Cukupkah baginya? Janda beranak empat ini mengaku senang dengan apa yang diperolehnya. Semua anaknya sudah menikah dan otomatis ia hanya bekerja untuk menghidupi diri sendiri. Tawa riangnya saat diajak berbincang mengisyaratkan rasa syukur dengan pekerjaan yang ditekuninya sekarang. 

Perbincangan kemudian berlanjut dengan Ujang, seorang petani cabai yang memiiliki lahan terbilang luas.
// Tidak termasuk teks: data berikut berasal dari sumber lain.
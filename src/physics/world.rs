//! The physics world: gravity integration over registered bodies

use glam::{Quat, Vec3};

use super::body::RigidBody;

/// Handle to a body in the world
#[derive(Debug, Clone, Copy, PartialEq, Eq)]
pub struct BodyHandle(usize);

/// Owns every rigid body of one session.
///
/// Bodies are never removed; a session ends by dropping the whole world.
#[derive(Debug)]
pub struct World {
    pub gravity: Vec3,
    iterations: u32,
    bodies: Vec<RigidBody>,
}

impl World {
    /// `iterations` subdivides each [`step`](World::step) call into that
    /// many integration substeps.
    pub fn new(gravity: Vec3, iterations: u32) -> Self {
        Self {
            gravity,
            iterations: iterations.max(1),
            bodies: Vec::new(),
        }
    }

    /// Register a body and return its handle
    pub fn add_body(&mut self, body: RigidBody) -> BodyHandle {
        self.bodies.push(body);
        BodyHandle(self.bodies.len() - 1)
    }

    pub fn body(&self, handle: BodyHandle) -> &RigidBody {
        &self.bodies[handle.0]
    }

    pub fn body_mut(&mut self, handle: BodyHandle) -> &mut RigidBody {
        &mut self.bodies[handle.0]
    }

    pub fn len(&self) -> usize {
        self.bodies.len()
    }

    pub fn is_empty(&self) -> bool {
        self.bodies.is_empty()
    }

    /// Advance every dynamic body by `dt`, subdivided into the configured
    /// number of substeps. Kinematic bodies are left untouched.
    pub fn step(&mut self, dt: f32) {
        let h = dt / self.iterations as f32;
        for _ in 0..self.iterations {
            for body in &mut self.bodies {
                if body.is_kinematic() {
                    continue;
                }
                body.velocity += self.gravity * h;
                body.position += body.velocity * h;
                if body.angular_velocity != Vec3::ZERO {
                    let spin = Quat::from_scaled_axis(body.angular_velocity * h);
                    body.orientation = (spin * body.orientation).normalize();
                }
            }
        }
    }
}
Saat ini ia menanami lahan seluas dua hektar dengan beberapa jenis cabai, termasuk cabai lokal yang dinamai penduduk setempat sebagai Cabai Inul. Cabai Inul ini memiliki bentuk cenderung bulat pendek, meski lebih besar dan panjang dibandingkan cabai rawit biasa. Besarnya kira-kira seukuran jempol orang dewasa. 

"ini disebut Cabai Inul karena pedasnya menggigit seperti Inul penyanyi, " jelasnya terkekeh. Selain itu, cabai ini tahan sampai seminggu di dalam suhu ruangan, meski tanpa disimpan di lemari es. Rasa dan teksturnya tetap sama seperti baru habis dipetik. Di pasaran, harga Cabai Inul juga menggigit. Rata-rata lebih mahal Rp 2 ribu per kilogram dibandingkan cabai lainnya. 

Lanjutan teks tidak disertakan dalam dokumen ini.